Material to process:
_ _ _ _ _
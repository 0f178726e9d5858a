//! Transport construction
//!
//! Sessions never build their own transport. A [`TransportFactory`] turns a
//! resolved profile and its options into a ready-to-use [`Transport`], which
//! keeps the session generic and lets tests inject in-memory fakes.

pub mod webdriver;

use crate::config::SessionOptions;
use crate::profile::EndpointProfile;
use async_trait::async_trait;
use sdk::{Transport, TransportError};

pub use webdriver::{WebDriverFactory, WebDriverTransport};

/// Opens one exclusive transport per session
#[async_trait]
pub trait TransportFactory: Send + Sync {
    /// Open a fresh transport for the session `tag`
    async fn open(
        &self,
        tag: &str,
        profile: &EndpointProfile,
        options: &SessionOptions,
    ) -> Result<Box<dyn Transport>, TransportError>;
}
_ _ _ _ _
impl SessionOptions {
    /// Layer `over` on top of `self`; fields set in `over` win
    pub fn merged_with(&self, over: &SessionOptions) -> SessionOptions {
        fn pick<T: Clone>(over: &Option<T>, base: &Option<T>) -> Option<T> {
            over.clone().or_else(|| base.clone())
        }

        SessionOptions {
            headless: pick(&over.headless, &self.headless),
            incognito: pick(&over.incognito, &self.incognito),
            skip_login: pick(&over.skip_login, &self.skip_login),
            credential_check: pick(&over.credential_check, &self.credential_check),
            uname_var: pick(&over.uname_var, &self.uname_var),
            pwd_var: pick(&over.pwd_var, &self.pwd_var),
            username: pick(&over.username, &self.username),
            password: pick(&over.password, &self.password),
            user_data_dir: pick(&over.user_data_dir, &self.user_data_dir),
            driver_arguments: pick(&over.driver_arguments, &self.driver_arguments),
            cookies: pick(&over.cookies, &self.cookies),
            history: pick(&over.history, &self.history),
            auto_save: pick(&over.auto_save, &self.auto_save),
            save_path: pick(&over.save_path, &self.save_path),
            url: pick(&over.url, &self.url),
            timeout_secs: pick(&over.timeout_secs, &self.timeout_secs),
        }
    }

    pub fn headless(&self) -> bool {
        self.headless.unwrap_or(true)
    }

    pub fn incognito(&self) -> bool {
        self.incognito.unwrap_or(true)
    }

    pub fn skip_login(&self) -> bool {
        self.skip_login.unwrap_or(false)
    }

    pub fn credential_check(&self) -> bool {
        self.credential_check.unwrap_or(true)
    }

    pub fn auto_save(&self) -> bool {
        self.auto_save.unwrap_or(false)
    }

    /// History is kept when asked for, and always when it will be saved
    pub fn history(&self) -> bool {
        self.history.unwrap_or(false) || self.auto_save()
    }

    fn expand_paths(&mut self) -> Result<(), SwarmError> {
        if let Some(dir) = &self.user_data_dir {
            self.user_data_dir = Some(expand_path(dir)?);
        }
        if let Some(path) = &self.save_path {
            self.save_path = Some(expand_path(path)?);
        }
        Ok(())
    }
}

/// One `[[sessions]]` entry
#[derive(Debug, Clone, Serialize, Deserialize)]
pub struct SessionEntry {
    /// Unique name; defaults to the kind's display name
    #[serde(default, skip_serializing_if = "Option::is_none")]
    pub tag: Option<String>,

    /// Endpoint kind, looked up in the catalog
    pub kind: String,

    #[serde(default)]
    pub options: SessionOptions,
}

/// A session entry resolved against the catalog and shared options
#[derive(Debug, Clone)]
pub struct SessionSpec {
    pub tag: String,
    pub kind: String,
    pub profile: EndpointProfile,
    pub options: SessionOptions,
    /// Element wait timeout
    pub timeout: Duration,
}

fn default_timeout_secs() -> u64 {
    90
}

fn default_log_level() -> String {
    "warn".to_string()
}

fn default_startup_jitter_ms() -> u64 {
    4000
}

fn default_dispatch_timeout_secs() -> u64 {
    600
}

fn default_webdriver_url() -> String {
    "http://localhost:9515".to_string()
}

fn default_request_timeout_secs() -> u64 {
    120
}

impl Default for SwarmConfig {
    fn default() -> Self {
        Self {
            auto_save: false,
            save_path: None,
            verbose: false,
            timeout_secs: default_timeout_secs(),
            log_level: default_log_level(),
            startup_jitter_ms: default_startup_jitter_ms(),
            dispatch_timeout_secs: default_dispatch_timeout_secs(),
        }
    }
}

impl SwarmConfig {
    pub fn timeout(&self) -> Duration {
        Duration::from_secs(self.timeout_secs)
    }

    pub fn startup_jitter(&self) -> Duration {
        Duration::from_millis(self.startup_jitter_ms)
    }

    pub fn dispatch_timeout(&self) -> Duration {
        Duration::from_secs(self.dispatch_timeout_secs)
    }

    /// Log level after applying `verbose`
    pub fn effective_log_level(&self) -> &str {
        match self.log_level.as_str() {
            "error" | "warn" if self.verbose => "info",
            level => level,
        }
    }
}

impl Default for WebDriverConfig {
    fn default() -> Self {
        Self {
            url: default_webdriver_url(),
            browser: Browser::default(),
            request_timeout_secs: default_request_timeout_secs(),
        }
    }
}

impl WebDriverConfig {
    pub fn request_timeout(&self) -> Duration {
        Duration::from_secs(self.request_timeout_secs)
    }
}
_ _ _ _ _
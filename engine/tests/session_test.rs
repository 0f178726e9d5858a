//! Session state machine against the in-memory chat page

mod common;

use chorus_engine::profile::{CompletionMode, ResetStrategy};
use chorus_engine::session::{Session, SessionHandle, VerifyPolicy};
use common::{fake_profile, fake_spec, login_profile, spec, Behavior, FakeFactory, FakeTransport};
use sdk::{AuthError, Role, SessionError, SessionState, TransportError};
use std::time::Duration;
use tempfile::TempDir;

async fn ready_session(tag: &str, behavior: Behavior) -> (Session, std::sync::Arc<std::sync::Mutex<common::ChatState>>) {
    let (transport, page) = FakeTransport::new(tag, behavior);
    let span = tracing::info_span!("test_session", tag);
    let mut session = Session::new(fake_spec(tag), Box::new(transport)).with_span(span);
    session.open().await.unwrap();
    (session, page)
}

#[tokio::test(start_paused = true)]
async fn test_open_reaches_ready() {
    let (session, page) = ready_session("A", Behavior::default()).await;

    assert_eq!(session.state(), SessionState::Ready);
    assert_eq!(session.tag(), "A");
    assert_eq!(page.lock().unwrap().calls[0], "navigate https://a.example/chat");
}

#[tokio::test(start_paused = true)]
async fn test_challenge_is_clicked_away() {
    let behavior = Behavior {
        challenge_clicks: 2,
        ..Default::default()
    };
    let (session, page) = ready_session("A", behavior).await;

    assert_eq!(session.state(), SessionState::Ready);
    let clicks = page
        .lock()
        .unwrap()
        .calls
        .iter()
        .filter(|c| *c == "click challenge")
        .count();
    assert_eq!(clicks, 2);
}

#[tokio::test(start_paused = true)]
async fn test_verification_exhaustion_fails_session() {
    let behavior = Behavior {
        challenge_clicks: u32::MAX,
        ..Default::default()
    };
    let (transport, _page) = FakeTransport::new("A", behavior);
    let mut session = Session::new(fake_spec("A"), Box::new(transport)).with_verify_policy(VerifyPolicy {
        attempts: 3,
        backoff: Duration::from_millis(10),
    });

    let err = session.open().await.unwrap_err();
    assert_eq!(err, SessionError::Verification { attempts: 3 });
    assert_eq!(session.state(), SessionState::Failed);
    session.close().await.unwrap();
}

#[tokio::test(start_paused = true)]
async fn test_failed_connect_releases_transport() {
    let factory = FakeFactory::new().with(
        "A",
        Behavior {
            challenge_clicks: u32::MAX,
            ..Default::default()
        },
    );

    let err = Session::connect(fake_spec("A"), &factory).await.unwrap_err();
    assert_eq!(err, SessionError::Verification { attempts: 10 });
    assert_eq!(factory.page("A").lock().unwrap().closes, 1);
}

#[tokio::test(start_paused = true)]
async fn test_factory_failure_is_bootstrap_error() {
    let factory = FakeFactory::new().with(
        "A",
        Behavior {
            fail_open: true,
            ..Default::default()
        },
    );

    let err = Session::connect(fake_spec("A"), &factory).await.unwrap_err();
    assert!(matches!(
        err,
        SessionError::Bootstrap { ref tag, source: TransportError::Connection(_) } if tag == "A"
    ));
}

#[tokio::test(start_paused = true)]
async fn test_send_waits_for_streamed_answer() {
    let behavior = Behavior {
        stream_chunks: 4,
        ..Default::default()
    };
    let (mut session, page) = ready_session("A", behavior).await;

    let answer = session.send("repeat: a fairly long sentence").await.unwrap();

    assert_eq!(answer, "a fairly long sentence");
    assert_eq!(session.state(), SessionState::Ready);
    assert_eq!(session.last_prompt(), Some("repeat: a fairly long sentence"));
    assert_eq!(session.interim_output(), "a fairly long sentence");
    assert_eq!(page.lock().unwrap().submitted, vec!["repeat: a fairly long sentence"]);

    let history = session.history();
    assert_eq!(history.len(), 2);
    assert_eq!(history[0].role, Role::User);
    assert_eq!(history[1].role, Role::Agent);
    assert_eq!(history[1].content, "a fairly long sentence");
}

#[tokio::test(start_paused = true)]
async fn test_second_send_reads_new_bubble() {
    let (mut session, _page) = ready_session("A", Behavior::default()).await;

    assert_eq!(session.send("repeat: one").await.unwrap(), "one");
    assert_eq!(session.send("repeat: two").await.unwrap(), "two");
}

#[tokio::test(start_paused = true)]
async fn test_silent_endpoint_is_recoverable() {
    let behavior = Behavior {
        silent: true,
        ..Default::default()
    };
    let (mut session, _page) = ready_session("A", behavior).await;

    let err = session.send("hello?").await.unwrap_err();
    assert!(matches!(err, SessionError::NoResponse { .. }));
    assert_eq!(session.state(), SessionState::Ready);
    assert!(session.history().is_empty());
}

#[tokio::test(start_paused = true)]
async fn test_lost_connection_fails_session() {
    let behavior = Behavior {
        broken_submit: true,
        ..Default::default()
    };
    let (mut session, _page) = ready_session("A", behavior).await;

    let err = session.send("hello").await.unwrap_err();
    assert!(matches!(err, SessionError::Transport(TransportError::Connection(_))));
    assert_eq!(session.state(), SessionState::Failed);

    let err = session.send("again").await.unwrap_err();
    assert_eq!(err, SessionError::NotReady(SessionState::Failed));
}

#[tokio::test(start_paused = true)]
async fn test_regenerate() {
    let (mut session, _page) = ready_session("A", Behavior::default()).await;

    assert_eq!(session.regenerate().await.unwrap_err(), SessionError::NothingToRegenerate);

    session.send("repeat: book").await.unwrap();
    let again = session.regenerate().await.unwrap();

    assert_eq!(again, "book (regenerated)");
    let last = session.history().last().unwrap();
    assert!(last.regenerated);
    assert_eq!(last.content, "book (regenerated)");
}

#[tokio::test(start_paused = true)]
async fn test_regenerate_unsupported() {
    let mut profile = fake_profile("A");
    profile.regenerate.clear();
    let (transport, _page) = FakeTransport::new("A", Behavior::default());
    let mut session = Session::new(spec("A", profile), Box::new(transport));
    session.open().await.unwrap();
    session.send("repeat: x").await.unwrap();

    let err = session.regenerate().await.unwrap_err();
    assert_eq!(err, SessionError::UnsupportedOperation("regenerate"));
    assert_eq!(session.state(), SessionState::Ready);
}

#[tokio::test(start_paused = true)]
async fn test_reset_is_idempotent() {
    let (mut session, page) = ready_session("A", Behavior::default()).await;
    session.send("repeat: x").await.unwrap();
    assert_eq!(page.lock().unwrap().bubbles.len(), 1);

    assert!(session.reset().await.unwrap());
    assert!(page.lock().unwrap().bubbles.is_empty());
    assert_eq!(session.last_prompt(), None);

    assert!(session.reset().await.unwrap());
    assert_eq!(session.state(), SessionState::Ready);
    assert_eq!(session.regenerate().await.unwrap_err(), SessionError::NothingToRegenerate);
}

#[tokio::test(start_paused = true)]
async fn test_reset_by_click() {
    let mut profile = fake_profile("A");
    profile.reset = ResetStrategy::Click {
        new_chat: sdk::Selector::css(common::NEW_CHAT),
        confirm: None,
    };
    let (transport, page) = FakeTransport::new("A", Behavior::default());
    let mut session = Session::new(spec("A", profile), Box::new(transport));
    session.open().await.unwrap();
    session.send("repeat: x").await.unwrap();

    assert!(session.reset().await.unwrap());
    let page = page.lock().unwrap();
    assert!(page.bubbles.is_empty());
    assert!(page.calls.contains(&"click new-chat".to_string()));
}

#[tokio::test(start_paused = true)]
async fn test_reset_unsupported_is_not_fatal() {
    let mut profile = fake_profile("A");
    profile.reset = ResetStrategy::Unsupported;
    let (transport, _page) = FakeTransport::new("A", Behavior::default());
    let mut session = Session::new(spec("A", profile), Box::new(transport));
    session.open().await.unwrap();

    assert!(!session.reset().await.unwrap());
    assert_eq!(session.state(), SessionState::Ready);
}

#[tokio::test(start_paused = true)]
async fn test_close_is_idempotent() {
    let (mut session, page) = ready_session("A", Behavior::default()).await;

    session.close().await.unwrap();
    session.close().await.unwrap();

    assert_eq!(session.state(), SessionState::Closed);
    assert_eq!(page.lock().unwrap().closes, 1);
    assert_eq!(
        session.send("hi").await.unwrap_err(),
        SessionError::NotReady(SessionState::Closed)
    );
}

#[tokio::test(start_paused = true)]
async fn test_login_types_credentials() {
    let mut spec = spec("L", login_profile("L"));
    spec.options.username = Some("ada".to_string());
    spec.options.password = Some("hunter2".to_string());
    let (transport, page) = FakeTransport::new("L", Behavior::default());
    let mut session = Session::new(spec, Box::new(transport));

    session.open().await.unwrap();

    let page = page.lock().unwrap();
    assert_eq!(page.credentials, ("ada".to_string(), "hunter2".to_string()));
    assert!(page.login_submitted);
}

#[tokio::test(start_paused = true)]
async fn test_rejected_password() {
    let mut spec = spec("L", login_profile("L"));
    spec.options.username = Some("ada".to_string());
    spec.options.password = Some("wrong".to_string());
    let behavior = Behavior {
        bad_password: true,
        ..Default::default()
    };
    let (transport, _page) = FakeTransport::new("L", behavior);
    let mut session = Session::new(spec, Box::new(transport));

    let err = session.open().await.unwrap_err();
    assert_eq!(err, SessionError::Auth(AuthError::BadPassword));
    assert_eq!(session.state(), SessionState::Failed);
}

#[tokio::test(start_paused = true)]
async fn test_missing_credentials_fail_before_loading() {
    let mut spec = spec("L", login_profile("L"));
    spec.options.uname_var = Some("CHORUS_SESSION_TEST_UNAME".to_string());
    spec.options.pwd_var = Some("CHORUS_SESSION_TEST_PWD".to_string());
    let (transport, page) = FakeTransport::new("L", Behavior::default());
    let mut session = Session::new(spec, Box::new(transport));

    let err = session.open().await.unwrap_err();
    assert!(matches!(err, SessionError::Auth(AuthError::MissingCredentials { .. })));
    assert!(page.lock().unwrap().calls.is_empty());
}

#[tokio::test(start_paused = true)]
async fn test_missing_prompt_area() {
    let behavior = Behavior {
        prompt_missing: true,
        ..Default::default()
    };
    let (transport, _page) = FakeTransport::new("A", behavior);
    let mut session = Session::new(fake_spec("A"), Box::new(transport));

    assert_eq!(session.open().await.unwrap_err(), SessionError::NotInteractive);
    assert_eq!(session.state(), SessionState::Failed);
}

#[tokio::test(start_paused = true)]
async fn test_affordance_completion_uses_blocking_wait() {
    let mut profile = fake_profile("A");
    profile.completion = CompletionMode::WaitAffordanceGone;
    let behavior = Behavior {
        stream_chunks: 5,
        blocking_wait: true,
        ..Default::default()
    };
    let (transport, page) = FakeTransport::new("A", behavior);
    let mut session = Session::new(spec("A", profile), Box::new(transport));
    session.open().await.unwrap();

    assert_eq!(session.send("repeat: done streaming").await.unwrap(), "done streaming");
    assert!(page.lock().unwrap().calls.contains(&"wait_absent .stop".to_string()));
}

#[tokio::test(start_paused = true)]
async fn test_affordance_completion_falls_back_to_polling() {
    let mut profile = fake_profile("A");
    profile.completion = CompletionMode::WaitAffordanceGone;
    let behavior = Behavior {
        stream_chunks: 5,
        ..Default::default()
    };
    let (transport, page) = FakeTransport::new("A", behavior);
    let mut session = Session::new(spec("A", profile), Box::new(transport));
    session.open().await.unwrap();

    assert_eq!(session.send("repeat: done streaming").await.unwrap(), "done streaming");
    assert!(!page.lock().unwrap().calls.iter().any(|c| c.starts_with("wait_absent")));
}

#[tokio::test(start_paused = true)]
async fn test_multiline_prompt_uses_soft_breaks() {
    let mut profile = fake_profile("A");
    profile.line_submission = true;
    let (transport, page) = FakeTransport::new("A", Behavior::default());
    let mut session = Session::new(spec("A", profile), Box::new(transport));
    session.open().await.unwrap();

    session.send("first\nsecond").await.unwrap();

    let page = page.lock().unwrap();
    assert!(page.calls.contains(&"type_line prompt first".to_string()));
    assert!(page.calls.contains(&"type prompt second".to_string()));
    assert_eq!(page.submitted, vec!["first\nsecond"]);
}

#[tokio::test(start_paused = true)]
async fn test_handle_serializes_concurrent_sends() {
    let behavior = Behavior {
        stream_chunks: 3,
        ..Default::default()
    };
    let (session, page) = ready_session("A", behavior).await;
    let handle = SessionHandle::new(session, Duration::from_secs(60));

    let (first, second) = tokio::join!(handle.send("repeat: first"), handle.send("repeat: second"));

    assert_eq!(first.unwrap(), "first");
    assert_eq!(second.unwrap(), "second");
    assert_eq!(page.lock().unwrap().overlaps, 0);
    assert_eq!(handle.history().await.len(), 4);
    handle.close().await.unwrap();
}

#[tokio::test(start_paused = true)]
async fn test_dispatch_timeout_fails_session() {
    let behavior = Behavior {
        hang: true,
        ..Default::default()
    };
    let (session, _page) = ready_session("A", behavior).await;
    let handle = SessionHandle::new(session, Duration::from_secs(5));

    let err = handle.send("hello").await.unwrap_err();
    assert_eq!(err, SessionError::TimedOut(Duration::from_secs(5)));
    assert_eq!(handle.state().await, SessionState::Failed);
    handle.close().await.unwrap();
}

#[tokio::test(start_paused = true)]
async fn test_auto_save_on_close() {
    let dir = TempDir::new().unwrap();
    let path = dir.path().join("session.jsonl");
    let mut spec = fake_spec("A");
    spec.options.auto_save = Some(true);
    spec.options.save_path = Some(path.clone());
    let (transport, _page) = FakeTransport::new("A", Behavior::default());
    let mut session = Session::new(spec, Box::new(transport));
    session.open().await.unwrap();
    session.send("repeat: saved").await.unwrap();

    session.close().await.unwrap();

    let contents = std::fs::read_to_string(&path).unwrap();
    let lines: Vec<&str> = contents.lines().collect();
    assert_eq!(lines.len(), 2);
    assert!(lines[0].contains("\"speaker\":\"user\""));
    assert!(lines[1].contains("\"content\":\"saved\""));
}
_ _ _ _ _
Exercise goal:
Please find every line in the listing that holds the string "closes" and copy it.

Result for this task:
    assert_eq!(factory.page("A").lock().unwrap().closes, 1);
    assert_eq!(page.lock().unwrap().closes, 1);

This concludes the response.